The 5-2 ruling, issued Monday, forces the state's largest provider of gender-affirming care for young people to restart treatments it had suspended in January 2026. The hospital halted the medical interventions after the U.S. Department of Health and Human Services opened an investigation into its treatments, following conflicts between the Trump administration and advocates over transgender health care for children.
The Legal Challenge
Four transgender girls, ages 10 to 17, sued the hospital through their parents, claiming violations of the state's antidiscrimination law. The plaintiffs alleged the hospital refused treatment based on their gender identity and their disability, gender dysphoria. The girls cited fears about undergoing puberty and developing male traits, along with mental health concerns including depression and suicidal ideation.

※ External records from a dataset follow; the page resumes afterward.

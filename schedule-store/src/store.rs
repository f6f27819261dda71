//! Storage port for patient records and its two implementations.

use std::fs;
use std::io::ErrorKind;
use std::path::{Path, PathBuf};

use schedule_core::{Patient, ScheduleError};

use crate::parse_patients_str;

/// Loads and saves whole patient records. Expansion never touches storage;
/// callers load, expand, and persist what they choose.
pub trait PatientStore {
    /// Fails with [`ScheduleError::NotFound`] for an unknown id.
    fn load(&self, patient_id: &str) -> Result<Patient, ScheduleError>;

    fn load_all(&self) -> Result<Vec<Patient>, ScheduleError>;

    /// Insert or replace the record with the same id.
    fn save(&mut self, patient: Patient) -> Result<(), ScheduleError>;

    /// Fails with [`ScheduleError::NotFound`] for an unknown id.
    fn delete(&mut self, patient_id: &str) -> Result<(), ScheduleError>;
}

/// Keeps everything in memory, in insertion order.
#[derive(Debug, Clone, Default)]
pub struct MemoryStore {
    patients: Vec<Patient>,
}

impl MemoryStore {
    pub fn new(patients: Vec<Patient>) -> Self {
        Self { patients }
    }
}

impl PatientStore for MemoryStore {
    fn load(&self, patient_id: &str) -> Result<Patient, ScheduleError> {
        self.patients
            .iter()
            .find(|patient| patient.id == patient_id)
            .cloned()
            .ok_or_else(|| ScheduleError::not_found("patient", patient_id))
    }

    fn load_all(&self) -> Result<Vec<Patient>, ScheduleError> {
        Ok(self.patients.clone())
    }

    fn save(&mut self, patient: Patient) -> Result<(), ScheduleError> {
        upsert(&mut self.patients, patient);
        Ok(())
    }

    fn delete(&mut self, patient_id: &str) -> Result<(), ScheduleError> {
        remove(&mut self.patients, patient_id)
    }
}

/// One JSON document holding every patient. A missing file reads as an
/// empty clinic.
#[derive(Debug, Clone)]
pub struct JsonFileStore {
    path: PathBuf,
}

impl JsonFileStore {
    pub fn new(path: impl Into<PathBuf>) -> Self {
        Self { path: path.into() }
    }

    pub fn path(&self) -> &Path {
        &self.path
    }

    fn write_all(&self, patients: &[Patient]) -> Result<(), ScheduleError> {
        let json = serde_json::to_string_pretty(patients)
            .map_err(|err| ScheduleError::Storage(err.to_string()))?;
        fs::write(&self.path, json).map_err(|err| {
            ScheduleError::Storage(format!("cannot write {}: {err}", self.path.display()))
        })
    }
}

impl PatientStore for JsonFileStore {
    fn load(&self, patient_id: &str) -> Result<Patient, ScheduleError> {
        self.load_all()?
            .into_iter()
            .find(|patient| patient.id == patient_id)
            .ok_or_else(|| ScheduleError::not_found("patient", patient_id))
    }

    fn load_all(&self) -> Result<Vec<Patient>, ScheduleError> {
        match fs::read_to_string(&self.path) {
            Ok(data) => parse_patients_str(&data),
            Err(err) if err.kind() == ErrorKind::NotFound => Ok(Vec::new()),
            Err(err) => Err(ScheduleError::Storage(format!(
                "cannot read {}: {err}",
                self.path.display()
            ))),
        }
    }

    fn save(&mut self, patient: Patient) -> Result<(), ScheduleError> {
        let mut patients = self.load_all()?;
        upsert(&mut patients, patient);
        self.write_all(&patients)?;
        tracing::debug!(path = %self.path.display(), patients = patients.len(), "saved patient store");
        Ok(())
    }

    fn delete(&mut self, patient_id: &str) -> Result<(), ScheduleError> {
        let mut patients = self.load_all()?;
        remove(&mut patients, patient_id)?;
        self.write_all(&patients)?;
        tracing::debug!(path = %self.path.display(), patient_id, "removed patient from store");
        Ok(())
    }
}

fn upsert(patients: &mut Vec<Patient>, patient: Patient) {
    match patients.iter_mut().find(|existing| existing.id == patient.id) {
        Some(existing) => *existing = patient,
        None => patients.push(patient),
    }
}

fn remove(patients: &mut Vec<Patient>, patient_id: &str) -> Result<(), ScheduleError> {
    let position = patients
        .iter()
        .position(|patient| patient.id == patient_id)
        .ok_or_else(|| ScheduleError::not_found("patient", patient_id))?;
    patients.remove(position);
    Ok(())
}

In the majority opinion, Justice William Wood III wrote that "the actual immediate and irreparable harm to petitioners outweighs the speculative harm CHC may face if the federal government further acts against it." The court determined the suspension violated state antidiscrimination law.
Institutional Concerns
In a pointed dissent, Justice Brian Boatright argued the hospital's decision was not discriminatory but rather "driven by the direct threat to the viability of the entire hospital." The dissent highlights the tension between state mandates and federal oversight that institutions now face.

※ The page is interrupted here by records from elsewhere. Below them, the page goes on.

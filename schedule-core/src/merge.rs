//! Merge of generated occurrences with a patient's stored appointments.

use std::collections::HashSet;

use chrono::{DateTime, Months, Utc};

use crate::{expand_with, Appointment, ExpansionConfig, Patient};

/// All appointments of `patient` in the inclusive window, with the default
/// configuration.
pub fn occurrences_for_patient(
    patient: &Patient,
    window_start: DateTime<Utc>,
    window_end: DateTime<Utc>,
) -> Vec<Appointment> {
    occurrences_for_patient_with(patient, window_start, window_end, &ExpansionConfig::default())
}

/// All appointments of `patient` in the inclusive window: stored one-offs,
/// occurrences of every rule, and stored exceptions replacing the occurrence
/// they were created for. Sorted by start, ties by id.
///
/// An exception is returned when its own start lies in the window or when it
/// replaced an occurrence generated for this window.
pub fn occurrences_for_patient_with(
    patient: &Patient,
    window_start: DateTime<Utc>,
    window_end: DateTime<Utc>,
    config: &ExpansionConfig,
) -> Vec<Appointment> {
    if window_end < window_start {
        return Vec::new();
    }
    let in_window = |instant: DateTime<Utc>| instant >= window_start && instant <= window_end;

    let (exceptions, one_offs): (Vec<&Appointment>, Vec<&Appointment>) = patient
        .appointments
        .iter()
        .partition(|appointment| appointment.is_exception);

    let mut merged: Vec<Appointment> = one_offs
        .into_iter()
        .filter(|appointment| in_window(appointment.start_date_time))
        .cloned()
        .collect();

    let mut replacing = HashSet::new();
    for rule in &patient.recurrence_rules {
        for occurrence in expand_with(rule, window_start, window_end, config) {
            let matching: Vec<usize> = exceptions
                .iter()
                .enumerate()
                .filter(|(_, exception)| overrides(exception, rule.id(), occurrence.recurrence_id))
                .map(|(position, _)| position)
                .collect();

            if matching.is_empty() {
                merged.push(occurrence);
            } else {
                replacing.extend(matching);
            }
        }
    }

    merged.extend(
        exceptions
            .iter()
            .enumerate()
            .filter(|(position, exception)| {
                replacing.contains(position) || in_window(exception.start_date_time)
            })
            .map(|(_, exception)| (*exception).clone()),
    );

    merged.sort_by(|a, b| {
        a.start_date_time
            .cmp(&b.start_date_time)
            .then_with(|| a.id.cmp(&b.id))
    });
    merged
}

/// An exception overrides the occurrence with the same original instant. When
/// the exception names its rule, the rule must match too.
fn overrides(exception: &Appointment, rule_id: &str, recurrence_id: Option<DateTime<Utc>>) -> bool {
    exception.recurrence_id.is_some()
        && exception.recurrence_id == recurrence_id
        && exception.rule_id().map_or(true, |id| id == rule_id)
}

/// Earliest appointment of `patient` starting at or after `now`, looking
/// `config.next_appointment_horizon_months` ahead.
pub fn next_appointment(
    patient: &Patient,
    now: DateTime<Utc>,
    config: &ExpansionConfig,
) -> Option<Appointment> {
    let horizon = now
        .checked_add_months(Months::new(config.next_appointment_horizon_months))
        .unwrap_or(DateTime::<Utc>::MAX_UTC);
    // An exception moved before `now` still comes back with the occurrence it
    // replaced.
    occurrences_for_patient_with(patient, now, horizon, config)
        .into_iter()
        .find(|appointment| appointment.start_date_time >= now)
}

The hospital's TRUE Center is one of the largest gender-affirming care programs in the country and the only comprehensive care center in the Rocky Mountain region, according to the lawsuit. Children's Hospital Colorado said it is reviewing the court ruling and considering its next steps. The hospital previously stated it would continue providing mental health treatment for minors and medical treatment for patients aged 18 to 21.
Federal Investigation
The HHS investigation was launched after Health and Human Services Secretary Robert F. Kennedy Jr. issued a declaration calling treatments like puberty blockers, hormone therapy and surgeries unsafe and ineffective for children and adolescents experiencing gender dysphoria. This federal position created the compliance dilemma that led to the hospital's initial suspension of services.
An Oregon-based federal judge ruled in March 2026 for Colorado and 20 other states that Kennedy's declaration went too far. A Kansas judge also sided with transgender minors in a ruling last week, creating a complex legal landscape where state courts are compelling actions that federal authorities have questioned.
Why This Matters:
This ruling places a major medical institution in an untenable position between conflicting government mandates. The hospital faces potential loss of federal funding—which sustains operations serving all patients—if it complies with the state court order. The case exemplifies how judicial activism at the state level can force private institutions to choose between legal compliance and institutional survival. It also demonstrates the costs of regulatory uncertainty: a hospital that serves thousands of children across multiple specialties now faces existential risk over one controversial program. The dissent's emphasis on institutional viability versus the majority's focus on individual claims reflects a fundamental tension in how courts balance competing interests when government entities at different levels pursue contradictory policies.